Some city officials in Middletown still shudder at its mention. They fear that their city will forever be considered an abandoned backwater, even as investment goes into local production, infrastructure and recreational opportunities.

The Senate office Vance set up in the city sits unmarked behind a locked door.

“So many people from Appalachia were upset about this, because he’s not telling his own story. Halfway through the book, he switches from ‘I’ to ‘we,'” said Meredith McCarroll, co-author of the 2019 book “Appalachian Reckoning: A Region Responds to Hillbilly Elegy.” “Appalachia is a 13-state region that is far from be monolithic, and he not only represents it as a singular place, but he also represents it in a very negative way and blames the victim.”

Vance acknowledged some criticisms. He recently told The New York Times that he distanced himself from “hillbilly elegy” so he wouldn’t “wake up in 10 years and really hate everything I’ve become.”

However, he introduced him to the Trump family. Don Jr. loved the book and met Vance as he began his political career. The two got along well and remained friends. Ohio’s populist rhetoric seemed Trumpian.

By the time Vance met Trump in 2021, he had already changed his mind, citing Trump’s accomplishments as president.

McCarroll said Vance’s evolution in his book and Trump shows that he is “really willing to do and say what he needs to do and say to find himself in a position of power.”

Once elected, Vance became a fierce Trump ally on Capitol Hill.
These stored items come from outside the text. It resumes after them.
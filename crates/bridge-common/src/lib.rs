//! Common types for the model catalog bridge: errors, names, keys, configuration
//! and the KServe resource types the normalizer watches.

#![deny(missing_docs)]

pub mod config;
pub mod crd;
pub mod error;
pub mod key;
pub mod polling;
pub mod retry;
pub mod sanitize;
pub mod telemetry;

pub use error::Error;
pub use key::ImportKey;

/// Result type alias using our custom Error type
pub type Result<T> = std::result::Result<T, Error>;

/// Owner used when neither the registry nor the deployment names one
pub const DEFAULT_OWNER: &str = "rhdh-rhoai-bridge";

/// Lifecycle stage used when neither the registry nor the deployment names one
pub const DEFAULT_LIFECYCLE: &str = "development";

/// Default port for the storage tier HTTP server
pub const DEFAULT_STORAGE_PORT: u16 = 7070;

/// Label carrying the registry's registered-model id on a deployment
pub const REGISTERED_MODEL_ID_LABEL: &str = "modelregistry.opendatahub.io/registered-model-id";

/// Label carrying the registry's model-version id on a deployment
pub const MODEL_VERSION_ID_LABEL: &str = "modelregistry.opendatahub.io/model-version-id";

/// Prefix for deployment annotations that carry catalog properties
pub const ANNOTATION_PREFIX: &str = "rhdh.modelcatalog.io/";

/// Storage tier query parameter naming the import key(s)
pub const KEY_QUERY_PARAM: &str = "key";

/// Storage tier query parameter naming the record provenance
pub const TYPE_QUERY_PARAM: &str = "type";

/// Storage tier route for writing one record
pub const UPSERT_URI: &str = "/upsert";

/// Storage tier route for submitting the authoritative key set
pub const CURRENT_KEY_SET_URI: &str = "/currentkeyset";

/// Storage tier route for removing one record
pub const REMOVE_URI: &str = "/remove";

/// Storage tier route for listing stored keys
pub const LIST_URI: &str = "/list";

/// Storage tier route for reading one stored record
pub const FETCH_URI: &str = "/fetch";

/// Well-known custom property names read from registry entities and
/// (lowercased, spaces removed, prefixed) from deployment annotations.
pub mod properties {
    /// Owner of the catalog entry
    pub const OWNER: &str = "Owner";
    /// Lifecycle stage of the catalog entry
    pub const LIFECYCLE: &str = "Lifecycle";
    /// Free-form description
    pub const DESCRIPTION: &str = "Description";
    /// Ethical considerations
    pub const ETHICS: &str = "Ethics";
    /// Link describing how to use the model
    pub const HOW_TO_USE: &str = "How to use";
    /// Support contact
    pub const SUPPORT: &str = "Support";
    /// Training details
    pub const TRAINING: &str = "Training";
    /// Usage notes
    pub const USAGE: &str = "Usage";
    /// License identifier or link
    pub const LICENSE: &str = "License";
    /// Homepage of the model server
    pub const HOMEPAGE_URL: &str = "Homepage URL";
    /// API definition for the served endpoint
    pub const API_SPEC: &str = "API Spec";
    /// API kind for the served endpoint
    pub const API_TYPE: &str = "API Type";
    /// TechDocs location
    pub const TECHDOCS: &str = "TechDocs";
    /// Catalog source a version was registered from
    pub const CATALOG_SOURCE_NAME: &str = "_registeredFromCatalogSourceName";
    /// Catalog repository a version was registered from
    pub const CATALOG_REPOSITORY_NAME: &str = "_registeredFromCatalogRepositoryName";
    /// Catalog model a version was registered from
    pub const CATALOG_MODEL_NAME: &str = "_registeredFromCatalogModelName";
}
Kevin Roberts, president of the conservative Heritage Foundation, said he is now a leading voice for a conservative movement, on key issues including a move away from interventionist foreign policy, free market economics and “American culture writ large.” .

“Given his upbringing, he not only overcame that, but he also used it to become a great patriot serving in the U.S. Navy, to build a great career in business and now to serve in the Senate,” Roberts said.
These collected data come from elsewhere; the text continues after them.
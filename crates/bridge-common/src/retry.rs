//! Bounded retry with exponential backoff and jitter for transient
//! storage and registry failures.
//!
//! Unlike a reconcile requeue, these retries happen inside one cycle, so
//! they are always bounded and stop early on errors the caller marks as
//! permanent.

use std::future::Future;
use std::time::Duration;

use rand::Rng;
use tracing::{error, warn};

/// Retry policy for a single operation
#[derive(Clone, Debug)]
pub struct RetryConfig {
    /// Maximum number of attempts, including the first
    pub max_attempts: u32,
    /// Initial delay between retries
    pub initial_delay: Duration,
    /// Maximum delay between retries
    pub max_delay: Duration,
    /// Multiplier for exponential backoff
    pub backoff_multiplier: f64,
}

impl Default for RetryConfig {
    fn default() -> Self {
        Self {
            max_attempts: 3,
            initial_delay: Duration::from_millis(200),
            max_delay: Duration::from_secs(5),
            backoff_multiplier: 2.0,
        }
    }
}

impl RetryConfig {
    /// Create a config with a maximum number of attempts
    pub fn with_max_attempts(attempts: u32) -> Self {
        Self {
            max_attempts: attempts.max(1),
            ..Default::default()
        }
    }

    /// A single attempt, no retries
    pub fn no_retry() -> Self {
        Self::with_max_attempts(1)
    }
}

/// Execute an async operation, retrying only failures `should_retry` accepts.
///
/// Returns the first non-retryable error immediately, or the last error once
/// attempts are exhausted.
pub async fn retry_with_backoff_if<F, Fut, T, E, P>(
    config: &RetryConfig,
    operation_name: &str,
    should_retry: P,
    mut operation: F,
) -> Result<T, E>
where
    F: FnMut() -> Fut,
    Fut: Future<Output = Result<T, E>>,
    E: std::fmt::Display,
    P: Fn(&E) -> bool,
{
    let mut attempt = 0u32;
    let mut delay = config.initial_delay;

    loop {
        attempt += 1;

        match operation().await {
            Ok(result) => return Ok(result),
            Err(e) => {
                if !should_retry(&e) {
                    return Err(e);
                }
                if attempt >= config.max_attempts {
                    error!(
                        operation = %operation_name,
                        attempt = attempt,
                        error = %e,
                        "Operation failed after max retries"
                    );
                    return Err(e);
                }

                // 0.5x to 1.5x of the delay
                let jitter = rand::thread_rng().gen_range(0.5..1.5);
                let jittered_delay = Duration::from_secs_f64(delay.as_secs_f64() * jitter);

                warn!(
                    operation = %operation_name,
                    attempt = attempt,
                    error = %e,
                    delay_ms = jittered_delay.as_millis(),
                    "Operation failed, retrying"
                );

                tokio::time::sleep(jittered_delay).await;

                delay = Duration::from_secs_f64(
                    (delay.as_secs_f64() * config.backoff_multiplier)
                        .min(config.max_delay.as_secs_f64()),
                );
            }
        }
    }
}

#[cfg(test)]
mod tests {
    use super::*;
    use std::sync::atomic::{AtomicU32, Ordering};
    use std::sync::Arc;

    fn fast(attempts: u32) -> RetryConfig {
        RetryConfig {
            max_attempts: attempts,
            initial_delay: Duration::from_millis(1),
            max_delay: Duration::from_millis(5),
            backoff_multiplier: 2.0,
        }
    }

    #[tokio::test]
    async fn succeeds_after_transient_failures() {
        let count = Arc::new(AtomicU32::new(0));
        let c = count.clone();

        let result: Result<i32, &str> = retry_with_backoff_if(&fast(5), "upsert", |_| true, || {
            let c = c.clone();
            async move {
                if c.fetch_add(1, Ordering::SeqCst) < 2 {
                    Err("connection reset")
                } else {
                    Ok(201)
                }
            }
        })
        .await;

        assert_eq!(result, Ok(201));
        assert_eq!(count.load(Ordering::SeqCst), 3);
    }

    #[tokio::test]
    async fn stops_at_max_attempts() {
        let count = Arc::new(AtomicU32::new(0));
        let c = count.clone();

        let result: Result<i32, &str> = retry_with_backoff_if(&fast(3), "upsert", |_| true, || {
            let c = c.clone();
            async move {
                c.fetch_add(1, Ordering::SeqCst);
                Err("always fails")
            }
        })
        .await;

        assert_eq!(result, Err("always fails"));
        assert_eq!(count.load(Ordering::SeqCst), 3);
    }

    #[tokio::test]
    async fn permanent_errors_are_not_retried() {
        let count = Arc::new(AtomicU32::new(0));
        let c = count.clone();

        let result: Result<i32, &str> =
            retry_with_backoff_if(&fast(5), "upsert", |e| *e != "bad key", || {
                let c = c.clone();
                async move {
                    c.fetch_add(1, Ordering::SeqCst);
                    Err("bad key")
                }
            })
            .await;

        assert_eq!(result, Err("bad key"));
        assert_eq!(count.load(Ordering::SeqCst), 1);
    }

    #[test]
    fn max_attempts_is_at_least_one() {
        assert_eq!(RetryConfig::with_max_attempts(0).max_attempts, 1);
        assert_eq!(RetryConfig::no_retry().max_attempts, 1);
    }
}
Charlie Kirk, founder of the conservative activist group Turning Point USA, said Vance convincingly articulates the America First worldview and, as a running mate, could help Trump in states that share Ohio’s values, demographics and economy.
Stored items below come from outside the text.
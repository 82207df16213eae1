//! Correlation context
//!
//! Everything the merge functions may draw from for one catalog entry,
//! borrowed for the duration of a single build.

use bridge_common::properties;
use bridge_registry::{ModelArtifact, ModelVersion, RegisteredModel};
use bridge_storage::Provenance;

use crate::correlator::RegistryMatch;
use crate::deployment::{DeploymentRef, ServingDetails};

/// Caller-supplied fallbacks, already sanitized
#[derive(Clone, Debug, PartialEq, Eq)]
pub struct Defaults {
    /// Owner when no source names one
    pub owner: String,
    /// Lifecycle when no source names one
    pub lifecycle: String,
}

impl Default for Defaults {
    fn default() -> Self {
        Self {
            owner: bridge_common::DEFAULT_OWNER.to_string(),
            lifecycle: bridge_common::DEFAULT_LIFECYCLE.to_string(),
        }
    }
}

/// Sources for one catalog entry
#[derive(Clone, Copy, Debug)]
pub struct CorrelationContext<'a> {
    /// The deployment serving the model, if any
    pub deployment: Option<&'a DeploymentRef>,
    /// Predictor service and authentication details of `deployment`
    pub serving: Option<&'a ServingDetails>,
    /// Registered model, for registry-correlated entries
    pub registered_model: Option<&'a RegisteredModel>,
    /// Model version, for registry-correlated entries
    pub model_version: Option<&'a ModelVersion>,
    /// Artifacts of the version
    pub artifacts: &'a [ModelArtifact],
    /// Fallback values
    pub defaults: &'a Defaults,
}

impl<'a> CorrelationContext<'a> {
    /// Context for a registry version, optionally served by `deployment`
    pub fn registry(
        registered_model: &'a RegisteredModel,
        model_version: &'a ModelVersion,
        artifacts: &'a [ModelArtifact],
        deployment: Option<&'a DeploymentRef>,
        serving: Option<&'a ServingDetails>,
        defaults: &'a Defaults,
    ) -> Self {
        Self {
            deployment,
            serving,
            registered_model: Some(registered_model),
            model_version: Some(model_version),
            artifacts,
            defaults,
        }
    }

    /// Context for a correlation found by the correlator
    pub fn matched(
        found: &'a RegistryMatch,
        deployment: &'a DeploymentRef,
        serving: Option<&'a ServingDetails>,
        defaults: &'a Defaults,
    ) -> Self {
        Self::registry(
            &found.registered_model,
            &found.model_version,
            &found.artifacts,
            Some(deployment),
            serving,
            defaults,
        )
    }

    /// Context for a deployment with no registry provenance
    pub fn cluster_only(
        deployment: &'a DeploymentRef,
        serving: Option<&'a ServingDetails>,
        defaults: &'a Defaults,
    ) -> Self {
        Self {
            deployment: Some(deployment),
            serving,
            registered_model: None,
            model_version: None,
            artifacts: &[],
            defaults,
        }
    }

    /// The registry pair, when this entry has registry provenance
    pub fn registry_pair(&self) -> Option<(&'a RegisteredModel, &'a ModelVersion)> {
        self.registered_model.zip(self.model_version)
    }

    /// Which correlation path this entry comes from
    pub fn provenance(&self) -> Provenance {
        if self.registry_pair().is_some() {
            Provenance::Registry
        } else {
            Provenance::ClusterOnly
        }
    }

    /// The deployment, when it exposes a status URL
    pub fn served_deployment(&self) -> Option<(&'a DeploymentRef, &'a str)> {
        let deployment = self.deployment?;
        let url = deployment.status_url.as_deref().filter(|u| !u.is_empty())?;
        Some((deployment, url))
    }

    /// A well-known property: version, then registered model, then
    /// deployment annotation
    pub fn property(&self, name: &str) -> Option<String> {
        self.model_version
            .and_then(|mv| mv.custom_properties.text(name))
            .or_else(|| self.registered_model.and_then(|rm| rm.custom_properties.text(name)))
            .or_else(|| self.deployment.and_then(|d| d.annotation_property(name)))
    }

    /// Catalog coordinates a version was imported from, all three required
    pub fn catalog_origin(&self) -> Option<(String, String, String)> {
        let props = &self.model_version?.custom_properties;
        Some((
            props.text(properties::CATALOG_SOURCE_NAME)?,
            props.text(properties::CATALOG_REPOSITORY_NAME)?,
            props.text(properties::CATALOG_MODEL_NAME)?,
        ))
    }
}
“I often say that JD Vance’s superpower is his ability to walk into adversarial media environments, be calm, cool and collected, and say things that are very persuasive without raising his voice,” Kirk said.

Vance’s politics can be difficult to classify.

Democrats call him an extremist, citing provocative positions that Vance took but sometimes later corrected. Vance signaled support for a national 15-week abortion ban during his tenure in the Senate, for example, he later softened this stance once Ohio voters overwhelmingly supported an abortion rights amendment of 2023. In the 2020 election, he said he would not have certified the results immediately if he were vice president and that Trump had “a very legitimate complaint.” He imposed conditions to honor the 2024 election results that echo from Trump.

“A Trump-Vance ticket would sink the Republican Party to new depths of extremism,” Alex Floyd, a spokesman for the Democratic National Committee, said in a statement.

In the Senate, Vance sometimes embraces bipartisanship. He is Ohio Democratic Senator Sherrod Brown co-sponsored a rail safety bill after a Burning train derailment in Ohio village in eastern Palestine. He has sponsored legislation that expands and increases funding for Great Lakes restoration and supported bipartisan legislation that boosts workers and families.

Chris Tape, his high school physics teacher, remembers Vance as an engaging and fun-loving 17-year-old. Vance never mentioned his difficult upbringing, Tape said.

When Vance told him he was joining the Marines, Tape expressed surprise — saying he was talented enough to write his own ticket. Vance said he loved his country and if he wasn’t willing to serve it, “it’s all talk.”

“So I know at least one thing about him,” Tape said. “He believes in his country, he believes in serving his country, and he is willing to take a more difficult path directly to do that.”